Known for being one of the first restaurants to bring ramen to Edmonton, Nomiya's menu also features sushi and classic Japanese dishes. A unique aspect to their Ellerslie location is that they also serve various types of udon.
The sushi bar is definitely a focal point of the restaurant, and they have quite a few diners clustered around it. We found ourselves sitting in the lone booth on the left.
The lunch menu is pretty diverse, and has quite a few combination-style meals. Though ramen would be an obvious choice, I'm not much of a ramen junkie, and the weather was way too nice for hot soup, so we ended up ordering appetizers and sushi.
The first item to come out was the ika geso karaage ($7.95), or fried squid legs. A touch chewy, but they were fresh out of the fryer and served simply with a touch of lemon.
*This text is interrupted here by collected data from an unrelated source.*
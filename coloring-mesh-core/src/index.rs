use crate::{
    coord::Coord,
    mesh::ColoringMesh,
    triangle::TriangleId,
    utils::triangle_contains,
    Scalar,
};

/// Uniform grid over mesh bounds answering point location queries.
///
/// Every triangle is registered in each cell overlapped by its bounding box, in ascending id
/// order, so the lowest id wins when a point lies on a shared edge or vertex.
///
/// # Examples
/// ```
/// use coloring_mesh_core::prelude::*;
///
/// let square = contour::frame(11, 11);
/// let mesh = triangulator::triangulate(&square, &[Coord::new(5.0, 5.0)], &Default::default())
///     .unwrap();
/// let index = MeshIndex::new(&mesh, 1.0);
/// for (id, centroid) in mesh.centroids() {
///     assert_eq!(index.locate(centroid), Some(id));
/// }
/// assert_eq!(index.locate(Coord::new(-1.0, 5.0)), None);
/// ```
#[derive(Debug, Default, Clone, PartialEq)]
pub struct MeshIndex {
    min: Coord,
    max: Coord,
    cell_size: Scalar,
    columns: usize,
    rows: usize,
    cells: Vec<Vec<TriangleId>>,
    triangles: Vec<[Coord; 3]>,
}

impl MeshIndex {
    /// Builds index of mesh triangles.
    ///
    /// # Arguments
    /// * `mesh` - Indexed mesh.
    /// * `cell_scale` - Multiplier of the cell size that gives one triangle per cell on average.
    pub fn new(mesh: &ColoringMesh, cell_scale: Scalar) -> Self {
        let triangles = (0..mesh.triangles.len())
            .filter_map(|id| mesh.triangle_points(id))
            .collect::<Vec<_>>();
        let (min, max) = match mesh.bounds() {
            Some(bounds) if !triangles.is_empty() => bounds,
            _ => return Self::default(),
        };
        let area = ((max.x - min.x) * (max.y - min.y)).max(Scalar::EPSILON);
        let cell_size = ((area / triangles.len() as Scalar).sqrt() * cell_scale.max(0.1))
            .max(Scalar::EPSILON);
        let columns = (((max.x - min.x) / cell_size).floor() as usize + 1).max(1);
        let rows = (((max.y - min.y) / cell_size).floor() as usize + 1).max(1);
        let mut result = Self {
            min,
            max,
            cell_size,
            columns,
            rows,
            cells: vec![vec![]; columns * rows],
            triangles: vec![],
        };
        for (id, [a, b, c]) in triangles.iter().enumerate() {
            let (fx, fy) = result.cell_of(Coord::new(a.x.min(b.x).min(c.x), a.y.min(b.y).min(c.y)));
            let (tx, ty) = result.cell_of(Coord::new(a.x.max(b.x).max(c.x), a.y.max(b.y).max(c.y)));
            for row in fy..=ty {
                for column in fx..=tx {
                    result.cells[row * columns + column].push(id);
                }
            }
        }
        result.triangles = triangles;
        log::debug!(
            "Indexed {} triangles in {} x {} cells of size {}",
            result.triangles.len(),
            columns,
            rows,
            cell_size
        );
        result
    }

    pub fn cell_size(&self) -> Scalar {
        self.cell_size
    }

    /// Returns `(columns, rows)`.
    pub fn grid_size(&self) -> (usize, usize) {
        (self.columns, self.rows)
    }

    /// Number of indexed triangles.
    pub fn len(&self) -> usize {
        self.triangles.len()
    }

    pub fn is_empty(&self) -> bool {
        self.triangles.is_empty()
    }

    /// Finds triangle containing given point, boundary inclusive.
    pub fn locate(&self, point: Coord) -> Option<TriangleId> {
        self.candidates(point)
            .iter()
            .copied()
            .find(|id| {
                let [a, b, c] = self.triangles[*id];
                triangle_contains(a, b, c, point, 0.0)
            })
    }

    /// Triangles registered in the cell of given point, ascending by id.
    pub fn candidates(&self, point: Coord) -> &[TriangleId] {
        if self.is_empty()
            || !(point.x >= self.min.x
                && point.x <= self.max.x
                && point.y >= self.min.y
                && point.y <= self.max.y)
        {
            return &[];
        }
        let (column, row) = self.cell_of(point);
        &self.cells[row * self.columns + column]
    }

    fn cell_of(&self, point: Coord) -> (usize, usize) {
        let column = ((point.x - self.min.x) / self.cell_size).floor().max(0.0) as usize;
        let row = ((point.y - self.min.y) / self.cell_size).floor().max(0.0) as usize;
        (column.min(self.columns - 1), row.min(self.rows - 1))
    }
}

#[cfg(test)]
mod tests {
    use super::*;
    use crate::{
        contour::{frame, resample},
        interior::sample_interior,
        mesh::settings::GenerateColoringMeshSettings,
        triangulator::triangulate,
    };

    fn mesh() -> ColoringMesh {
        let settings = GenerateColoringMeshSettings::default();
        let contour = vec![
            Coord::new(0.0, 0.0),
            Coord::new(80.0, 0.0),
            Coord::new(80.0, 60.0),
            Coord::new(40.0, 20.0),
            Coord::new(0.0, 60.0),
        ];
        let boundary = resample(&contour, 30);
        let interior = sample_interior(&boundary, 8, (81, 61), &settings);
        triangulate(&boundary, &interior, &settings).unwrap()
    }

    fn naive_locate(mesh: &ColoringMesh, point: Coord) -> Option<TriangleId> {
        (0..mesh.triangles.len()).find(|id| {
            let [a, b, c] = mesh.triangle_points(*id).unwrap();
            triangle_contains(a, b, c, point, 0.0)
        })
    }

    #[test]
    fn test_centroids_locate_to_own_triangle() {
        let mesh = mesh();
        let index = MeshIndex::new(&mesh, 1.0);
        assert_eq!(index.len(), mesh.triangles.len());
        for (id, centroid) in mesh.centroids() {
            assert_eq!(index.locate(centroid), Some(id));
        }
    }

    #[test]
    fn test_grid_agrees_with_naive_scan() {
        let mesh = mesh();
        let mut rng = fastrand::Rng::with_seed(3);
        for scale in [0.5, 1.0, 3.0] {
            let index = MeshIndex::new(&mesh, scale);
            for _ in 0..2000 {
                let point = Coord::new(rng.f32() * 100.0 - 10.0, rng.f32() * 80.0 - 10.0);
                assert_eq!(index.locate(point), naive_locate(&mesh, point));
            }
            for vertex in &mesh.vertices {
                assert_eq!(index.locate(vertex.point), naive_locate(&mesh, vertex.point));
            }
        }
    }

    #[test]
    fn test_outside_points() {
        let mesh = mesh();
        let index = MeshIndex::new(&mesh, 1.0);
        // inside bounds but in the notch
        assert_eq!(index.locate(Coord::new(40.0, 50.0)), None);
        assert_eq!(index.locate(Coord::new(81.0, 10.0)), None);
        assert_eq!(index.locate(Coord::new(10.0, -0.5)), None);
        assert!(MeshIndex::new(&ColoringMesh::default(), 1.0)
            .locate(Coord::new(0.0, 0.0))
            .is_none());
    }

    #[test]
    fn test_shared_vertex_resolves_to_lowest_id() {
        let square = frame(11, 11);
        let settings = GenerateColoringMeshSettings::default();
        let mesh = triangulate(&square, &[Coord::new(5.0, 5.0)], &settings).unwrap();
        let index = MeshIndex::new(&mesh, 1.0);
        assert_eq!(index.locate(Coord::new(5.0, 5.0)), Some(0));
    }
}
The sashimi mori was next, and came artfully presented ($24.50). The 15-piece selection was chef's choice, and featured salmon, tuna, octopus, surf clam, scallop, and salmon roe. The sashimi definitely looked like they were cut with a deft hand, and most importantly, they were all pretty fresh. Despite testing my patience and my chopstick skills, the salmon roe was probably my favourite out of the bunch. Similar to the popping boba found at fro-yo establishments, they were plump and bursted with a briny sweetness.
One of the rolls we picked out was the natsu maki (14.95). Shrimp, salmon, jellyfish, and lettuce, topped with lightly torched salmon belly, green onions, shaved red onion, and natsu sauce (which tasted like Japanese mayo and tobiko mixed together). The roll, I felt, was constructed a bit clumsily. It fell apart easily and had too much rice. The ingredient combination tasted okay, but there was nothing mind-blowing about it.
For our last roll, I went against my better judgement and ordered the ring of fire ($14.50) after reading aburi salmon belly in the menu description. The inside was almost like your standard California roll with imitation crab meat and avocado. It came topped with lightly torched salmon belly, spicy sauce (basically Sriracha), and sliced jalapenos. As you can see, they were quite heavy-handed with the sauce, which dominated the whole taste of the roll.
Some closing notes: service was nice and attentive without being too overbearing. Since it was Mother's Day, they also dropped off a carnation for my mom at the end of the meal - a cute touch.
I echo the sentiments of many when I say that Nomiya was pretty average. The sashimi was good but the rolls were a bit of a let-down. It could be argued that we ordered the wrong things, but that's a weak excuse since restaurants should stand behind their entire menu. I'd say it's a decent option if you're already in the neighbourhood (being the only option really), but I'd probably suggest skipping their sushi rolls and sticking to their cooked items next time.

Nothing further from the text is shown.